What got me thinking about my time working at that place, though, was thinking of how one of my coworkers was a high school dropout with a different kind of literacy than us college kids who worked there. Sometimes there was maybe some codeswitching going on with us and him, like it might take longer to tell him a story. But then again, he knew buttloads more about fixing cars than I probably ever will. Like I used to say at the restaurant, "It's all Greek to me."

http://www.madisonthecity.com/Chamber/southernliving.htm

Sunday, March 1, 2009

Performing Writing, Performing Literaricity


Part Two


It was lovely to read what Beth McGregor had to say about Acting as a Writer. It's like somebody gave a name to what I do sometimes. And now that it has a name, I can call upon it as a tool in my times of need.
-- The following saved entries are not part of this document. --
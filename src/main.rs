use std::path::PathBuf;
use std::process;

use chemist::{Assembler, compile_file};
use clap::Parser;
use clap::error::ErrorKind as ClapErrorKind;

/// Compile a tiny C subset into a freestanding x86-64 Linux executable.
#[derive(Debug, Parser)]
#[command(name = "chemist", version)]
struct Cli {
  /// C source file to compile
  input: PathBuf,

  /// Output base name; the assembly is written to `<OUTPUT>.asm`
  output: PathBuf,
}

fn main() {
  tracing_subscriber::fmt()
    .with_writer(std::io::stderr)
    .with_target(false)
    .without_time()
    .with_max_level(tracing::Level::INFO)
    .init();

  let cli = match Cli::try_parse() {
    Ok(cli) => cli,
    Err(err) if matches!(err.kind(), ClapErrorKind::DisplayHelp | ClapErrorKind::DisplayVersion) => {
      err.exit()
    }
    Err(err) => {
      let _ = err.print();
      process::exit(1);
    }
  };

  let result =
    compile_file(&cli.input, &cli.output).and_then(|asm| Assembler::default().assemble(&asm));

  if let Err(err) = result {
    eprintln!("error: {err}");
    process::exit(1);
  }
}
One time, back in the good old community college days, I had to write a short paper for an English Lit class. We had the option of either writing a biographical report or writing a fictional interview-type creative thing that included one of a list of literary figures. I chose to write a fictional account of an interview with Keats. How I wrote the thing is the interesting and apropos part. I was out with some friends at one of our older friends' apartment. I knew I had to get this thing written and turned in in maybe two days, so I had my Norton and my notebook and was planning to write it while my friends partied all around me. I never stayed at home nights in community college. After reading the Keats biographical stuff like three times, I found myself narrating out loud in a foppish, learned British accent. My friends played along, laughing and drinking and probably other things besides, and before I knew it, I had British-accent-narrated my way through the project. The final product was not that great, information wise, but it had so much style to it that it didn't matter if it were read with an accent or not. Like Beth, I had act-written my way through a literary project. (Best quote from the paper, Keats's saying "I like horses, but I can't stand surgery.")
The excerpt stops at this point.